Envueltas en sombras, las Furias sobrevolaban en círculo las almenas. Las murallas externas de la fortaleza relucían negras, y las puertas de bronce de dos
pisos de altura estaban abiertas de par en par.

Cuando estuve más cerca, aprecié que los grabados de dichas puertas reproducían escenas de muerte. Algunas eran de tiempos modernos —una bomba atómica explotando encima de una ciudad, una trinchera llena de soldados con máscaras antigás, una fila de víctimas de hambrunas africanas, esperando con cuencos vacíos en la mano—, pero todas parecían labradas en bronce hacía miles de años. Me pregunté si eran profecías hechas realidad.

En el patio había el jardín más extraño que he visto en mi vida. Setas multicolores, arbustos venenosos y raras plantas luminosas que crecían sin luz. En lugar de flores había piedras
preciosas, pilas de rubíes grandes como mi puño, macizos de diamantes en bruto. Aquí y allí, como invitados a una fiesta,
estaban las estatuas de jardín de Medusa: niños, sátiros y centauros petrificados, todos esbozando sonrisas grotescas.

En el centro del jardín había un huerto de granados, cuyas flores naranja neón brillaban en la oscuridad.

—Éste es el jardín de Perséfone —explicó Annabeth—. Seguid andando.

Entendí por qué quería avanzar. El aroma ácido de aquellas granadas era casi embriagador. Sentí un deseo repentino de comérmelas, pero recordé la historia
de Perséfone: un bocado de la comida del inframundo y jamás podríamos marcharnos. Tiré de Grover para evitar que agarrara la más grande. Subimos por la escalinata de palacio, entre columnas negras y a través de un pórtico de mármol negro, hasta la casa de Hades. El zaguán tenía el suelo de bronce pulido, que parecía hervir a la luz reflejada de las antorchas. No había techo, sólo el de la caverna, muy por encima. Supongo que allí abajo no les preocupaba la lluvia.

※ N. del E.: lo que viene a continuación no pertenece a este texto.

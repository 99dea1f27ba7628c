//! Similarity scores between Boolean membership matrices, computed one
//! block at a time.

pub mod cosine;
pub mod error;
pub mod metric;
pub mod xnor;

pub use cosine::{cosine_block, cosine_pairwise};
pub use error::SimilarityError;
pub use metric::Metric;
pub use xnor::xnor_score;
use std::collections::HashMap;

use crate::hash::TraceHash;

/// Index of registered traces.
///
/// Identifiers are kept in registration order. Traces with identical frames
/// collapse onto one [`TraceHash`] for frequency counting while each
/// identifier still resolves to its own trace.
#[derive(Debug, Default, Clone)]
pub struct TraceIndex {
    ids: Vec<String>,
    id_trace: HashMap<String, TraceHash>,
    traces: HashMap<TraceHash, Vec<String>>,
    frequency: HashMap<TraceHash, u64>,
}

impl TraceIndex {
    pub fn new() -> Self {
        Self::default()
    }

    pub(crate) fn track<S: AsRef<str>>(&mut self, id: &str, frames: &[S], hash: TraceHash) {
        if self.id_trace.insert(id.to_string(), hash).is_none() {
            self.ids.push(id.to_string());
        }
        self.traces
            .entry(hash)
            .or_insert_with(|| frames.iter().map(|f| f.as_ref().to_string()).collect());
        *self.frequency.entry(hash).or_insert(0) += 1;
    }

    /// Returns true if `id` has been registered.
    pub fn contains(&self, id: &str) -> bool {
        self.id_trace.contains_key(id)
    }

    /// Registered identifiers, oldest first.
    pub fn ids(&self) -> &[String] {
        &self.ids
    }

    /// Number of registered identifiers.
    pub fn len(&self) -> usize {
        self.ids.len()
    }

    pub fn is_empty(&self) -> bool {
        self.ids.is_empty()
    }

    /// Number of distinct frame sequences.
    pub fn distinct(&self) -> usize {
        self.traces.len()
    }

    pub fn hash_of(&self, id: &str) -> Option<TraceHash> {
        self.id_trace.get(id).copied()
    }

    pub fn trace(&self, hash: &TraceHash) -> Option<&[String]> {
        self.traces.get(hash).map(Vec::as_slice)
    }

    pub fn trace_of(&self, id: &str) -> Option<&[String]> {
        self.hash_of(id).and_then(|h| self.trace(&h))
    }

    /// How many registrations produced this frame sequence.
    pub fn frequency(&self, hash: &TraceHash) -> u64 {
        self.frequency.get(hash).copied().unwrap_or(0)
    }

    pub(crate) fn frequencies(&self) -> impl Iterator<Item = (&TraceHash, &u64)> {
        self.frequency.iter()
    }
}

#[cfg(test)]
mod tests {
    use super::*;

    #[test]
    fn identical_traces_share_hash() {
        let mut idx = TraceIndex::new();
        let h = TraceHash::of(&["a", "b"]);
        idx.track("1", &["a", "b"], h);
        idx.track("2", &["a", "b"], h);

        assert_eq!(idx.len(), 2);
        assert_eq!(idx.distinct(), 1);
        assert_eq!(idx.frequency(&h), 2);
        assert_eq!(idx.trace_of("2").unwrap(), ["a", "b"]);
        assert_eq!(idx.ids(), ["1", "2"]);
    }

    #[test]
    fn retracking_id_keeps_order() {
        let mut idx = TraceIndex::new();
        let h = TraceHash::of(&["a"]);
        idx.track("1", &["a"], h);
        idx.track("1", &["a"], h);
        assert_eq!(idx.ids(), ["1"]);
        assert_eq!(idx.frequency(&h), 2);
    }
}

Cada puerta estaba guardada por un esqueleto con indumentaria militar.
Algunos llevaban armaduras griegas; otros, casacas rojas británicas; otros, camuflaje de marines. Cargaban lanzas, mosquetones o M-16.

Ninguno nos molestó, pero sus cuencas vacías nos siguieron mientras recorrimos el zaguán
hasta las enormes puertas que había en el otro extremo.

Dos esqueletos con uniforme de marine custodiaban las puertas. Nos sonrieron. Tenían lanzagranadas automáticos cruzados sobre
el pecho.

—¿Sabéis? —murmuró Grover—, apuesto lo que sea a que Hades no tiene  problemas con los vendedores puerta a puerta.

La mochila me pesaba una tonelada. No se me ocurría por qué. Quería abrirla, comprobar si había recogido por casualidad alguna bala de cañón por ahí, pero no era el momento.

—Bueno, chicos —dije—. Creo que tendríamos que… llamar.

Un viento cálido recorrió el pasillo y las puertas se abrieron de par en par.
Los guardias se hicieron a un lado.

—Supongo que eso significa entrez-vous —comentó Annabeth.

La sala era igual que en mi sueño, salvo que en esta ocasión el trono de Hades estaba ocupado. Era el tercer dios que conocía, pero el primero que me pareció realmente divino.

Para empezar, medía por lo menos tres metros de altura, e iba vestido con una túnica de seda negra y una corona de oro trenzado. Tenía la piel de un blanco albino, el pelo por los hombros y negro azabache. No estaba musculoso como Ares, pero irradiaba poder. Estaba repantigado en su trono de huesos humanos soldados, con aspecto vivaz y alerta. Tan peligroso como una pantera.